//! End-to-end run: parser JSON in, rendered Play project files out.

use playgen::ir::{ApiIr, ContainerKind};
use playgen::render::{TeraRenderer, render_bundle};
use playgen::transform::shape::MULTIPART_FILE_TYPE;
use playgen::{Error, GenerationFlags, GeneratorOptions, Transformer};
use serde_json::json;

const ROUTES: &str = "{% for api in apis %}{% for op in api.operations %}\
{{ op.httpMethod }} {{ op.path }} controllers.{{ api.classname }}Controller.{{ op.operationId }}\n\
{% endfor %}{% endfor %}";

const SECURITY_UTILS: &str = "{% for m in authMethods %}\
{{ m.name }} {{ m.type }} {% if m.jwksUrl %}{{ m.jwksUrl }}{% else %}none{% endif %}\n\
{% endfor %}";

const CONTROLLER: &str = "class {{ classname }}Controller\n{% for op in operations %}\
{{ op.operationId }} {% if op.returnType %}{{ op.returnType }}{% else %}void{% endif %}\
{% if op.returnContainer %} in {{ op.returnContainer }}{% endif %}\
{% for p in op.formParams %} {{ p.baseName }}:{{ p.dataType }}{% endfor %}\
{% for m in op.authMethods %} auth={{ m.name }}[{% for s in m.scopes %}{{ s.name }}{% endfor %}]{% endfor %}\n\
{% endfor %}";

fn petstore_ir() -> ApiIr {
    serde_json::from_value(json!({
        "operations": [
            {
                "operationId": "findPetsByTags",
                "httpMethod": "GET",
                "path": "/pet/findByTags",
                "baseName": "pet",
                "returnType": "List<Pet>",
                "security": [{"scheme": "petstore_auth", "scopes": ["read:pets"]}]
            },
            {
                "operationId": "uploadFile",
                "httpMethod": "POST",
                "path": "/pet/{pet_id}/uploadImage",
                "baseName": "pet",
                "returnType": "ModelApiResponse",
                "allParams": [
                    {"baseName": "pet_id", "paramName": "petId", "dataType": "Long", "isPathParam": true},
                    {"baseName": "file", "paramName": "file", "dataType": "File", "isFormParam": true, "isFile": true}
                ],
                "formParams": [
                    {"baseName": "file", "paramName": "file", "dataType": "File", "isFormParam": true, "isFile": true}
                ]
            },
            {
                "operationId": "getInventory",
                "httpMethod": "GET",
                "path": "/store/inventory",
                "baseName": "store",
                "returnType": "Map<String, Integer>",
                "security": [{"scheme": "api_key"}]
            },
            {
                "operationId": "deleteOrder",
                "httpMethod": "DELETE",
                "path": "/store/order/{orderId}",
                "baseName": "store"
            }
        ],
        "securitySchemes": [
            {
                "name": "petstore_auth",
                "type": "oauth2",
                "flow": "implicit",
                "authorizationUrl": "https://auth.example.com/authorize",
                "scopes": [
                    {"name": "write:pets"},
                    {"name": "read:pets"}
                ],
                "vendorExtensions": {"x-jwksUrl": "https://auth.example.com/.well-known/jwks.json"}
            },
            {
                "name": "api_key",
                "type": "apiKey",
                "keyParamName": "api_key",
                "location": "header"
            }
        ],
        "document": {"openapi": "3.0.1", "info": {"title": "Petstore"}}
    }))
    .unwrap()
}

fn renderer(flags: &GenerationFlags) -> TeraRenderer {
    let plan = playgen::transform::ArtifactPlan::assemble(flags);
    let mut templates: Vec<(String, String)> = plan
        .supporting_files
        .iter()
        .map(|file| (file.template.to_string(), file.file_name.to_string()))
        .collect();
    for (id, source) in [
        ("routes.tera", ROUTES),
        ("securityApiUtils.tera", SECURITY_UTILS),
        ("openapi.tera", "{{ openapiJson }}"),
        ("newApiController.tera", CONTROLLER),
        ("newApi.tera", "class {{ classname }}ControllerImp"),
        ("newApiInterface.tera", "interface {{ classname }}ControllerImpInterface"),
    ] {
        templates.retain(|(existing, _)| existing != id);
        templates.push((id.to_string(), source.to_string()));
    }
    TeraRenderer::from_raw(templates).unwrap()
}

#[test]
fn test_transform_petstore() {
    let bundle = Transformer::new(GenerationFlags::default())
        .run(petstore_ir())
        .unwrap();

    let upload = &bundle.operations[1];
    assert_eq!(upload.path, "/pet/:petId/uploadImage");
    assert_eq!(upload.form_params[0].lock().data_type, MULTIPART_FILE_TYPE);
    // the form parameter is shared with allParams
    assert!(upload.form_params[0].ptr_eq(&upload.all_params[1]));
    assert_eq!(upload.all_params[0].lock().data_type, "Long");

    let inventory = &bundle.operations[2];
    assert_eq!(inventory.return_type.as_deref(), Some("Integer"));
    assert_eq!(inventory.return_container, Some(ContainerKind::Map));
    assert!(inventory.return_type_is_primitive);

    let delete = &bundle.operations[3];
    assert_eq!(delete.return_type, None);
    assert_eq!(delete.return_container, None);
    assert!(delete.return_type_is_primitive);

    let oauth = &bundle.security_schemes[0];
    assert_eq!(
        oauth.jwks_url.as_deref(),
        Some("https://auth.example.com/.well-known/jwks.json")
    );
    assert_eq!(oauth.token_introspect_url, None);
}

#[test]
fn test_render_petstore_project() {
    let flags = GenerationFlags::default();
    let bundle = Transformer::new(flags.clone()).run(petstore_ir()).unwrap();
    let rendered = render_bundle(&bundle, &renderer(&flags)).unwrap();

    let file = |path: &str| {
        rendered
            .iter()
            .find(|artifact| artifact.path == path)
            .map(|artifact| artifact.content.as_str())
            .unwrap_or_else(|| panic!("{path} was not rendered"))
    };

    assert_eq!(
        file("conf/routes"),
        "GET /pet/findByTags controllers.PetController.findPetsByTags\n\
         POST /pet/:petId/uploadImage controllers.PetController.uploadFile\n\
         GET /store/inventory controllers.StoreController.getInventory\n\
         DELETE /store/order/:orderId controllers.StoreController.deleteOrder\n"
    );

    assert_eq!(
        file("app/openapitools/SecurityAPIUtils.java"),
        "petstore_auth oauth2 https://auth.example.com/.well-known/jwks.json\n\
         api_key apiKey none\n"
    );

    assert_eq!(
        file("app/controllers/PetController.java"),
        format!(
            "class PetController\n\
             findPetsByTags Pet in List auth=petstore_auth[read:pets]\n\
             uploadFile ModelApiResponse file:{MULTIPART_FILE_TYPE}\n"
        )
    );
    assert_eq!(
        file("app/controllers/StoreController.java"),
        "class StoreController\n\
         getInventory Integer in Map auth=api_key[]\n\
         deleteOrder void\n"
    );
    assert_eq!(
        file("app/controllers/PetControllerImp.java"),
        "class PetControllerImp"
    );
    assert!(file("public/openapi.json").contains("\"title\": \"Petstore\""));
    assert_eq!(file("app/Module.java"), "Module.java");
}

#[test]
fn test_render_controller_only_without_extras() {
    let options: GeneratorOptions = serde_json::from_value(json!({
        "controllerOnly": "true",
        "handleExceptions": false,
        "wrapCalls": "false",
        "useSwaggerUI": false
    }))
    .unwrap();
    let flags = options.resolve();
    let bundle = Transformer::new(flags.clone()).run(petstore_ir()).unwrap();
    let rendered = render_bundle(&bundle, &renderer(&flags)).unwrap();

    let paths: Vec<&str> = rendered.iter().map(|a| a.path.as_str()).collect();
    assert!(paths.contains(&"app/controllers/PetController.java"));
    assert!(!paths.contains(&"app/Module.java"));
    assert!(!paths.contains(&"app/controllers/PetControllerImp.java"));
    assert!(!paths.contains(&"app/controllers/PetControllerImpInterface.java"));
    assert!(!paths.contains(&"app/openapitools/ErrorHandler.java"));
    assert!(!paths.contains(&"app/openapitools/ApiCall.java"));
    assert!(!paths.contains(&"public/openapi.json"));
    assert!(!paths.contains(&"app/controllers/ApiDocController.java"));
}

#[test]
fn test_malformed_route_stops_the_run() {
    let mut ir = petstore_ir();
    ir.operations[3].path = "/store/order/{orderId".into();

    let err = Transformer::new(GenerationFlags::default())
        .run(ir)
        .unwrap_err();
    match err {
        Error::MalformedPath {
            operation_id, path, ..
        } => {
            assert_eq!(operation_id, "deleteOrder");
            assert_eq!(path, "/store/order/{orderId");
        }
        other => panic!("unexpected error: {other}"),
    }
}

—————

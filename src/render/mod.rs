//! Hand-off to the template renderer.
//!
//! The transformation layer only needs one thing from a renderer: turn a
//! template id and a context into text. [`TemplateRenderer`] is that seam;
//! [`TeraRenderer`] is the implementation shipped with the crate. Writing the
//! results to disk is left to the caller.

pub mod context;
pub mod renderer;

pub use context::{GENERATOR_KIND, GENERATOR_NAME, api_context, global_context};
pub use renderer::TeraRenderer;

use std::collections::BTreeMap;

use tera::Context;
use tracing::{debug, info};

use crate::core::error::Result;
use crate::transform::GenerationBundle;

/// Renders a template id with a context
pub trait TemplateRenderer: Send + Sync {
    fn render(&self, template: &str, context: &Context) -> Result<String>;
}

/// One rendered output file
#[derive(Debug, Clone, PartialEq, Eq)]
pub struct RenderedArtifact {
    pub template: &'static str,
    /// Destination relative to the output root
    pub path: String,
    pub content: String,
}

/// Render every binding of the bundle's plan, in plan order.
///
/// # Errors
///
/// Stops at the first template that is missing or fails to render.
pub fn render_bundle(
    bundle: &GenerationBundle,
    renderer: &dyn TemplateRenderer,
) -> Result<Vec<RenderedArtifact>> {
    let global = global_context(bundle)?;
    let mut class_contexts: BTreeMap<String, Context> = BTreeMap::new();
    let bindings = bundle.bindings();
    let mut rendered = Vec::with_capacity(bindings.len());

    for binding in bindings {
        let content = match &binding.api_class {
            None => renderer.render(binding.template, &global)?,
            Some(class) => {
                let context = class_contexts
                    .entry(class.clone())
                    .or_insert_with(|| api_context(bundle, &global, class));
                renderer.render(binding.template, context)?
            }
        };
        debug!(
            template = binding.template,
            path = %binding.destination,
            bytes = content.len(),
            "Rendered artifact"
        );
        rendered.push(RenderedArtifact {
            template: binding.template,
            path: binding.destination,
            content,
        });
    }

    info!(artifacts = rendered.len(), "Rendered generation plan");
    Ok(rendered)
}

—————

DIRECTIONS » Scan the data above, find each line with "default", and copy it.

EXPECTED ANSWER »
    let bundle = Transformer::new(GenerationFlags::default())
    let flags = GenerationFlags::default();
    let err = Transformer::new(GenerationFlags::default())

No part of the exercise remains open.